Kiper 26 tahun itu lalu menceritakan kesedihannya setelah neneknya, Nel Appels-van Heyst, tak bisa melihatnya mengenakan seragam Merah Putih. Maarten bercerita bahwa neneknya meninggal pada awal tahun ini karena kondisi kesehatannya yang menurun drastis saat ia mulai dihubungi PSSI pada akhir tahun lalu.

Ketika kabar tawaran menjadi WNI datang, itu membuat neneknya tersenyum untuk terakhir kalinya. “Itu salah satu kenangan terakhir kami bersama. Pada akhirnya, itu adalah keputusan yang mudah. Dia meninggal awal tahun ini sehingga dia tidak bisa melihat debut saya,” kata kiper kelahiran Nijmegen itu.

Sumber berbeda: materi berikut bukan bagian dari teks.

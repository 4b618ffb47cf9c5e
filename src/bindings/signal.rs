//! The raw siginfo layout on x86-64. PTRACE_GETSIGINFO fills all 128 bytes,
//! and the synthesized TIME_SLICE_SIGNAL stop needs to write the sigpoll
//! member, which libc's opaque siginfo_t does not allow.

#![allow(non_camel_case_types)]

use crate::kernel_metadata::signal_name;
use libc::{c_long, pid_t, uid_t};
use std::fmt;

pub const SI_USER: i32 = 0;
pub const SI_KERNEL: i32 = 0x80;
pub const TRAP_BRKPT: i32 = 1;
pub const TRAP_TRACE: i32 = 2;
pub const POLL_IN: i32 = 1;

const SI_PAD_SIZE: usize = 28;

#[repr(C)]
#[derive(Copy, Clone)]
pub struct sifields_kill {
    pub si_pid: pid_t,
    pub si_uid: uid_t,
}

#[repr(C)]
#[derive(Copy, Clone)]
pub struct sifields_sigfault {
    pub si_addr: usize,
}

#[repr(C)]
#[derive(Copy, Clone)]
pub struct sifields_sigpoll {
    pub si_band: c_long,
    pub si_fd: i32,
}

#[repr(C)]
#[derive(Copy, Clone)]
pub union sifields {
    pub padding: [i32; SI_PAD_SIZE],
    pub kill: sifields_kill,
    pub sigfault: sifields_sigfault,
    pub sigpoll: sifields_sigpoll,
}

#[repr(C)]
#[derive(Copy, Clone)]
pub struct siginfo_t {
    pub si_signo: i32,
    pub si_errno: i32,
    pub si_code: i32,
    pub _sifields: sifields,
}

impl siginfo_t {
    pub fn si_fd(&self) -> i32 {
        unsafe { self._sifields.sigpoll.si_fd }
    }

    pub fn si_addr(&self) -> usize {
        unsafe { self._sifields.sigfault.si_addr }
    }
}

impl Default for siginfo_t {
    fn default() -> Self {
        unsafe { std::mem::zeroed() }
    }
}

impl fmt::Debug for siginfo_t {
    fn fmt(&self, f: &mut fmt::Formatter<'_>) -> fmt::Result {
        write!(
            f,
            "{{signo: {}, errno: {}, code: {}}}",
            signal_name(self.si_signo),
            self.si_errno,
            self.si_code
        )
    }
}

const_assert_eq!(std::mem::size_of::<siginfo_t>(), 128);
const_assert_eq!(
    std::mem::size_of::<siginfo_t>(),
    std::mem::size_of::<libc::siginfo_t>()
);
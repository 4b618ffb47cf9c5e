//! The syscall ABI differs between the two supported architectures in the
//! numbers assigned to syscalls, the instruction used to enter the kernel,
//! and the parameter ordering of clone(). Everything arch-specific the
//! control plane needs is collected here as compile-time tables indexed by
//! the task's current arch tag; callers dispatch once per operation.

use crate::{
    remote_code_ptr::RemoteCodePtr,
    remote_ptr::RemotePtr,
    task::Task,
};

#[derive(Copy, Clone, Debug, Eq, PartialEq)]
pub enum SupportedArch {
    X86,
    X64,
}

#[cfg(target_arch = "x86_64")]
pub const REWIND_NATIVE_ARCH: SupportedArch = SupportedArch::X64;
#[cfg(target_arch = "x86")]
pub const REWIND_NATIVE_ARCH: SupportedArch = SupportedArch::X86;

/// How the clone() syscall orders its pointer parameters.
#[derive(Copy, Clone, Debug, Eq, PartialEq)]
pub enum CloneParameterOrdering {
    /// x86: flags, stack, parent_tid, tls, child_tid
    FlagsStackParentTLSChild,
    /// x86-64: flags, stack, parent_tid, child_tid, tls
    FlagsStackParentChildTLS,
}

/// What the tls argument to clone() points at.
#[derive(Copy, Clone, Debug, Eq, PartialEq)]
pub enum CloneTLSType {
    /// x86: a user_desc describing a GDT entry.
    UserDescPointer,
    /// x86-64: the new fs base value itself.
    PthreadStructurePointer,
}

/// Per-arch syscall numbers; -1 marks a syscall the arch doesn't have.
pub struct SyscallTable {
    pub write: i32,
    pub pwrite64: i32,
    pub writev: i32,
    pub pwritev: i32,
    pub close: i32,
    pub dup: i32,
    pub dup2: i32,
    pub dup3: i32,
    pub fcntl: i32,
    pub fcntl64: i32,
    pub mmap: i32,
    pub mmap2: i32,
    pub mprotect: i32,
    pub munmap: i32,
    pub mremap: i32,
    pub brk: i32,
    pub madvise: i32,
    pub shmdt: i32,
    pub ipc: i32,
    pub set_thread_area: i32,
    pub prctl: i32,
    pub arch_prctl: i32,
    pub ptrace: i32,
    pub unshare: i32,
    pub execve: i32,
    pub clone: i32,
    pub openat: i32,
    pub gettid: i32,
    pub lseek: i32,
    pub _llseek: i32,
}

pub const X86_SYSCALLS: SyscallTable = SyscallTable {
    write: 4,
    pwrite64: 181,
    writev: 146,
    pwritev: 334,
    close: 6,
    dup: 41,
    dup2: 63,
    dup3: 330,
    fcntl: 55,
    fcntl64: 221,
    mmap: 90,
    mmap2: 192,
    mprotect: 125,
    munmap: 91,
    mremap: 163,
    brk: 45,
    madvise: 219,
    shmdt: -1,
    ipc: 117,
    set_thread_area: 243,
    prctl: 172,
    arch_prctl: 384,
    ptrace: 26,
    unshare: 310,
    execve: 11,
    clone: 120,
    openat: 295,
    gettid: 224,
    lseek: 19,
    _llseek: 140,
};

pub const X64_SYSCALLS: SyscallTable = SyscallTable {
    write: 1,
    pwrite64: 18,
    writev: 20,
    pwritev: 296,
    close: 3,
    dup: 32,
    dup2: 33,
    dup3: 292,
    fcntl: 72,
    fcntl64: -1,
    mmap: 9,
    mmap2: -1,
    mprotect: 10,
    munmap: 11,
    mremap: 25,
    brk: 12,
    madvise: 28,
    shmdt: 67,
    ipc: -1,
    set_thread_area: 205,
    prctl: 157,
    arch_prctl: 158,
    ptrace: 101,
    unshare: 272,
    execve: 59,
    clone: 56,
    openat: 257,
    gettid: 186,
    lseek: 8,
    _llseek: -1,
};

pub fn syscalls(arch: SupportedArch) -> &'static SyscallTable {
    match arch {
        SupportedArch::X86 => &X86_SYSCALLS,
        SupportedArch::X64 => &X64_SYSCALLS,
    }
}

pub fn clone_parameter_ordering(arch: SupportedArch) -> CloneParameterOrdering {
    match arch {
        SupportedArch::X86 => CloneParameterOrdering::FlagsStackParentTLSChild,
        SupportedArch::X64 => CloneParameterOrdering::FlagsStackParentChildTLS,
    }
}

pub fn clone_tls_type(arch: SupportedArch) -> CloneTLSType {
    match arch {
        SupportedArch::X86 => CloneTLSType::UserDescPointer,
        SupportedArch::X64 => CloneTLSType::PthreadStructurePointer,
    }
}

pub fn is_mprotect_syscall(sys: i32, arch: SupportedArch) -> bool {
    sys == syscalls(arch).mprotect
}

/// Every kernel entry instruction we may have to step over is two bytes:
/// `syscall` (0f 05), `int $0x80` (cd 80) and `sysenter` (0f 34).
pub const SYSCALL_INSTRUCTION_LENGTH: usize = 2;

pub fn syscall_instruction_length(_arch: SupportedArch) -> usize {
    SYSCALL_INSTRUCTION_LENGTH
}

/// The canonical kernel-entry instruction we plant for remote syscalls.
pub fn syscall_instruction_bytes(arch: SupportedArch) -> [u8; SYSCALL_INSTRUCTION_LENGTH] {
    match arch {
        SupportedArch::X86 => [0xcd, 0x80],
        SupportedArch::X64 => [0x0f, 0x05],
    }
}

/// True if the two bytes at `ptr` are any form of kernel entry instruction.
/// Reads through the task, tolerating unmapped addresses.
pub fn is_at_syscall_instruction(t: &mut Task, ptr: RemoteCodePtr) -> bool {
    let mut code = [0u8; SYSCALL_INSTRUCTION_LENGTH];
    let mut ok = true;
    t.read_bytes_helper(
        RemotePtr::cast(ptr.to_data_ptr::<u8>()),
        &mut code,
        Some(&mut ok),
    );
    if !ok {
        return false;
    }
    code == [0x0f, 0x05] || code == [0xcd, 0x80] || code == [0x0f, 0x34]
}

#[cfg(test)]
mod tests {
    use super::*;

    #[test]
    fn table_spot_checks() {
        assert_eq!(10, syscalls(SupportedArch::X64).mprotect);
        assert_eq!(125, syscalls(SupportedArch::X86).mprotect);
        assert_eq!(59, syscalls(SupportedArch::X64).execve);
        assert_eq!(11, syscalls(SupportedArch::X86).execve);
        assert_eq!(-1, syscalls(SupportedArch::X64).mmap2);
        assert_eq!(-1, syscalls(SupportedArch::X86).shmdt);
        assert_eq!(117, syscalls(SupportedArch::X86).ipc);
    }

    #[test]
    fn entry_instructions() {
        assert_eq!([0x0f, 0x05], syscall_instruction_bytes(SupportedArch::X64));
        assert_eq!([0xcd, 0x80], syscall_instruction_bytes(SupportedArch::X86));
    }
}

Kini, Maarten telah memiliki dua caps bersama tim Garuda dengan penampilan mengesankan. Ia banyak melakukan penyelamatan gemilang, satu di antaranya adalah menepis tendangan penalti melawan Arab Saudi. Dua laga itu, kata Maarten, dilalui dengan tanpa adanya hambatan berarti.

Ia hanya menyebut waktu terbang dari Amerika Serikat, negara tempat ia berkarier bersama FC Dallas, dan juga perbedaan waktu menjadi hambatan adaptasinya selama ini. Namun, ia mengatakan dalam beberapa bulan ke depan semuanya akan berjalan mudah.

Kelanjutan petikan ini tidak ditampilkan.